De 1943 à 1985, le Parti progressiste-conservateur de l'Ontario a régné sans partage sur la province. Cette dynastie politique a profité d'une organisation très bien huilée qu'on a appelée « The Big Blue Machine » (la grande machine bleue) et qui était portée par des hommes qui possédaient de 10 à 15 ans d'avance sur leurs rivaux. Voilà un exploit qu'on aurait peine à renouveler aujourd'hui, selon Xavier Gélinas, conservateur en histoire politique.
Les circonstances de l’époque de l’après-guerre ont grandement profité aux conservateurs. Dès le début des années 1950, la province a profité d’un boom démographique sans précédent. Les industries ont connu un important développement. Les ménages ont eu droit à de meilleures conditions salariales. Les coffres du gouvernement étaient pleins à craquer.
Les différents premiers ministres en ont profité pour développer les infrastructures et améliorer le filet social et les services offerts à tous les citoyens. Le parti savait se positionner au centre, penchant parfois à droite, ou à gauche, au gré de ses mesures politiques.
« C’était un parti de consensus qui évoluait au fil des vœux de la société. »
Rien à voir avec les conservateurs ontariens d’aujourd’hui, qui sont campés bien à droite.
De pugnaces politiciens
Selon les observateurs de l’époque, lorsque l’organisation perdait un siège aux élections, elle se retroussait aussitôt les manches et se mettait au travail pour regagner ce poste.
Durant toutes ces années, la Big Blue Machine a profité du travail acharné de ses organisateurs qui travaillaient dans l’ombre.

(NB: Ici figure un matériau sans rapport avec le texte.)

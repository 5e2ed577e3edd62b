//! Inner joins.
//!
//! The build side (left leg) is consumed until end-of-stream and hashed;
//! the probe side then streams. Null keys hash to nothing and never
//! match. Multi-column keys combine their component hashes with the
//! stable `h = h * 31 + h2` combiner (see [`RowKey`]). A single VARCHAR
//! key gets a specialised string-keyed table; tiny build sides skip the
//! hash table entirely and scan.

use std::collections::HashMap;

use crate::errors::{Error, Result};
use crate::expression::{evaluator, Node};
use crate::morsel::{Message, Morsel};
use crate::operators::ExecutionContext;
use crate::plan::JoinLeg;
use crate::value::{RowKey, Value};

/// Evaluate the key expressions, yielding one key tuple per row.
fn key_tuples(keys: &[Node], morsel: &Morsel) -> Result<Vec<Vec<Value>>> {
    let mut columns = Vec::with_capacity(keys.len());
    for key in keys {
        columns.push(evaluator::evaluate(key, morsel)?.values);
    }
    let rows = morsel.row_count();
    Ok((0..rows)
        .map(|row| columns.iter().map(|c| c[row].clone()).collect())
        .collect())
}

fn emit_pairs(
    build: &Morsel,
    probe: &Morsel,
    build_rows: &[usize],
    probe_rows: &[usize],
    build_is_left: bool,
) -> Result<Vec<Message>> {
    if build_rows.is_empty() {
        return Ok(Vec::new());
    }
    let build_side = build.take(build_rows);
    let probe_side = probe.take(probe_rows);
    let joined = if build_is_left {
        Morsel::zip(&build_side, &probe_side)?
    } else {
        Morsel::zip(&probe_side, &build_side)?
    };
    Ok(vec![Message::Morsel(joined)])
}

/// Multi-key hash join.
pub struct InnerJoinOperator {
    left_keys: Vec<Node>,
    right_keys: Vec<Node>,
    left_buffer: Vec<Morsel>,
    left_combined: Option<Morsel>,
    hash_table: HashMap<RowKey, Vec<usize>>,
    pending_right: Vec<Morsel>,
    left_done: bool,
    right_done: bool,
}

impl InnerJoinOperator {
    pub fn new(left_keys: Vec<Node>, right_keys: Vec<Node>) -> Self {
        InnerJoinOperator {
            left_keys,
            right_keys,
            left_buffer: Vec::new(),
            left_combined: None,
            hash_table: HashMap::new(),
            pending_right: Vec::new(),
            left_done: false,
            right_done: false,
        }
    }

    fn build(&mut self, context: &ExecutionContext) -> Result<()> {
        let combined = Morsel::concat(&self.left_buffer)?;
        self.left_buffer.clear();
        for (row, key) in key_tuples(&self.left_keys, &combined)?.into_iter().enumerate() {
            let key = RowKey(key);
            if key.has_null() {
                continue;
            }
            self.hash_table.entry(key).or_default().push(row);
        }
        context
            .statistics
            .increment("join_build_rows", combined.row_count() as u64);
        self.left_combined = Some(combined);
        self.left_done = true;
        Ok(())
    }

    fn probe(&self, morsel: &Morsel) -> Result<Vec<Message>> {
        let build = self.left_combined.as_ref().ok_or_else(|| {
            Error::InvalidInternalState("probing a join before its build completed".to_string())
        })?;
        let mut build_rows = Vec::new();
        let mut probe_rows = Vec::new();
        for (row, key) in key_tuples(&self.right_keys, morsel)?.into_iter().enumerate() {
            let key = RowKey(key);
            if key.has_null() {
                continue;
            }
            if let Some(matches) = self.hash_table.get(&key) {
                for &build_row in matches {
                    build_rows.push(build_row);
                    probe_rows.push(row);
                }
            }
        }
        emit_pairs(build, morsel, &build_rows, &probe_rows, true)
    }

    pub fn process(
        &mut self,
        message: Message,
        leg: Option<JoinLeg>,
        context: &ExecutionContext,
    ) -> Result<Vec<Message>> {
        match (leg, message) {
            (Some(JoinLeg::Left), Message::Morsel(morsel)) => {
                self.left_buffer.push(morsel);
                Ok(Vec::new())
            }
            (Some(JoinLeg::Left), Message::Eos) => {
                self.build(context)?;
                let mut out = Vec::new();
                for morsel in std::mem::take(&mut self.pending_right) {
                    out.extend(self.probe(&morsel)?);
                }
                if self.right_done {
                    out.push(Message::Eos);
                }
                Ok(out)
            }
            (Some(JoinLeg::Right), Message::Morsel(morsel)) => {
                if self.left_done {
                    self.probe(&morsel)
                } else {
                    self.pending_right.push(morsel);
                    Ok(Vec::new())
                }
            }
            (Some(JoinLeg::Right), Message::Eos) => {
                self.right_done = true;
                if self.left_done {
                    Ok(vec![Message::Eos])
                } else {
                    Ok(Vec::new())
                }
            }
            (None, _) => Err(Error::InvalidInternalState(
                "join received a message without a leg label".to_string(),
            )),
        }
    }
}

Parmi eux, Norm Atkins, Hugh Segal (stratège derrière l’élection des conservateurs de Stephen Harper, au fédéral), Alan Eagleson, John Tory (le maire actuel de Toronto) et Eddie Goodman, qui étaient d’anciens journalistes ou avocats.
Ils faisaient de la politique à l’américaine, en utilisant extensivement les sondages. Ils étaient sans égal pour amasser des fonds pour leur parti.
Le premier chef de cette dynastie a été George Drew. En 1943, il a profité de la division chez les partis adverses pour prendre le pouvoir. Homme droit, dur, intègre, c’était un vétéran de la Première Guerre mondiale.
« Old Man Ontario »
Leslie Frost a pris la relève en 1949 pour ne quitter la scène qu’en 1961. Homme sage, il était de cette lignée de dirigeants qui inspiraient la confiance, comme Eisenhower aux États-Unis, de Gaulle en France et Saint-Laurent au Canada.
On l’a vite surnommé « Old man Ontario ». Malgré son image un peu démodée, il a modernisé sa province. Les grandes autoroutes qui traversent la province sont nées sous son règne.
Quand la population a élu John Robarts et son parti, en 1961, elle a choisi l’homme de l’unité canadienne, fier défenseur de sa province.
La fin après 42 ans de règne
Ce long cycle conservateur s’est essoufflé avec Bill Davis, à la tête de Queen’s Park de 1971 à 1985, qu’on a qualifié d’homme des compromis. De nature soporifique, c’était un modéré, l’homme des très petits pas, comme l’indique Xavier Gélinas, qui travaille au Musée canadien de l’histoire de Gatineau.
L’effondrement conservateur s’est concrétisé en juin 1985, quand le gouvernement minoritaire de Frank Miller a été défait après trois mois de règne.